Date document : Sans date
Lieu : France - Auvergne-Rhône-Alpes (Rhône-Alpes) - Drôme - Montélimar
Analyse média
Cette photographie a été publiée après la Libération, dans un article de presse provenant d’un numéro non connu du quotidien Le Dauphiné Libéré, alors qu’Eugène Groullier était rentré de déportation. Mais il est possible qu’elle ait été prise avant ou pendant la guerre.

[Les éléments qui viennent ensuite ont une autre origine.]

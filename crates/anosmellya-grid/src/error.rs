//! Error types for grid construction.

use std::fmt;

/// Errors arising from grid construction.
#[derive(Clone, Debug, PartialEq, Eq)]
pub enum GridError {
    /// Attempted to construct a grid with zero width or height.
    EmptyGrid,
    /// A dimension exceeds what signed offsets can address.
    DimensionTooLarge {
        /// Which dimension (`"width"` or `"height"`).
        name: &'static str,
        /// The rejected value.
        value: u32,
        /// The largest accepted value.
        max: u32,
    },
    /// `width * height` does not fit in `usize`.
    CellCountOverflow {
        /// Requested width.
        width: u32,
        /// Requested height.
        height: u32,
    },
}

impl fmt::Display for GridError {
    fn fmt(&self, f: &mut fmt::Formatter<'_>) -> fmt::Result {
        match self {
            Self::EmptyGrid => write!(f, "grid must have at least one tile"),
            Self::DimensionTooLarge { name, value, max } => {
                write!(f, "grid {name} {value} exceeds maximum of {max}")
            }
            Self::CellCountOverflow { width, height } => {
                write!(f, "grid of {width}x{height} tiles overflows usize")
            }
        }
    }
}

impl std::error::Error for GridError {}
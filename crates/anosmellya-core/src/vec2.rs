//! Two-component `f32` vector.

use serde::{Deserialize, Serialize};
use std::ops::{Add, AddAssign, Mul, MulAssign, Sub};

/// A 2D vector of `f32` components.
///
/// Used for sub-tile positions, velocities, accelerations and affinity
/// impulses. Serializes as a two-element array `[x, y]`.
#[derive(Clone, Copy, Debug, Default, PartialEq, Serialize, Deserialize)]
#[serde(from = "[f32; 2]", into = "[f32; 2]")]
pub struct Vec2 {
    /// Horizontal component (grows to the right).
    pub x: f32,
    /// Vertical component (grows downward).
    pub y: f32,
}

impl Vec2 {
    /// The zero vector.
    pub const ZERO: Vec2 = Vec2 { x: 0.0, y: 0.0 };

    /// Create a vector from its components.
    pub const fn new(x: f32, y: f32) -> Self {
        Self { x, y }
    }

    /// Euclidean length.
    pub fn hypot(self) -> f32 {
        self.x.hypot(self.y)
    }

    /// Rotate `self` by the heading `dir`, read as a `(cos, sin)` pair.
    ///
    /// `dir` is normally a unit vector; the result is then `self` turned by
    /// the angle of `dir`. A non-unit `dir` also scales the result by its
    /// length, and a non-finite `dir` yields non-finite components.
    pub fn rotate(self, dir: Vec2) -> Vec2 {
        Vec2 {
            x: dir.x * self.x - dir.y * self.y,
            y: dir.y * self.x + dir.x * self.y,
        }
    }

    /// Component-wise mean of `self` and `other`.
    pub fn midpoint(self, other: Vec2) -> Vec2 {
        Vec2 {
            x: (self.x + other.x) / 2.0,
            y: (self.y + other.y) / 2.0,
        }
    }

    /// Returns `true` if both components are finite.
    pub fn is_finite(self) -> bool {
        self.x.is_finite() && self.y.is_finite()
    }
}

impl Add for Vec2 {
    type Output = Vec2;

    fn add(self, rhs: Vec2) -> Vec2 {
        Vec2::new(self.x + rhs.x, self.y + rhs.y)
    }
}

impl AddAssign for Vec2 {
    fn add_assign(&mut self, rhs: Vec2) {
        self.x += rhs.x;
        self.y += rhs.y;
    }
}

impl Sub for Vec2 {
    type Output = Vec2;

    fn sub(self, rhs: Vec2) -> Vec2 {
        Vec2::new(self.x - rhs.x, self.y - rhs.y)
    }
}

impl Mul<f32> for Vec2 {
    type Output = Vec2;

    fn mul(self, rhs: f32) -> Vec2 {
        Vec2::new(self.x * rhs, self.y * rhs)
    }
}

impl MulAssign<f32> for Vec2 {
    fn mul_assign(&mut self, rhs: f32) {
        self.x *= rhs;
        self.y *= rhs;
    }
}

impl From<[f32; 2]> for Vec2 {
    fn from([x, y]: [f32; 2]) -> Self {
        Self { x, y }
    }
}

impl From<Vec2> for [f32; 2] {
    fn from(v: Vec2) -> Self {
        [v.x, v.y]
    }
}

Le texte du journal clandestin Libération-sud était composé à Lyon. Eugène Groullier tirait 80 000 exemplaires à Montélimar sur cette machine. Puis il emportait le cliché dans une valise à Auch où, dans son autre imprimerie, un tirage équivalent était effectué. C’est également sur cette machine qu’Eugène Groullier a imprimé les deux premiers Cahiers de Libération.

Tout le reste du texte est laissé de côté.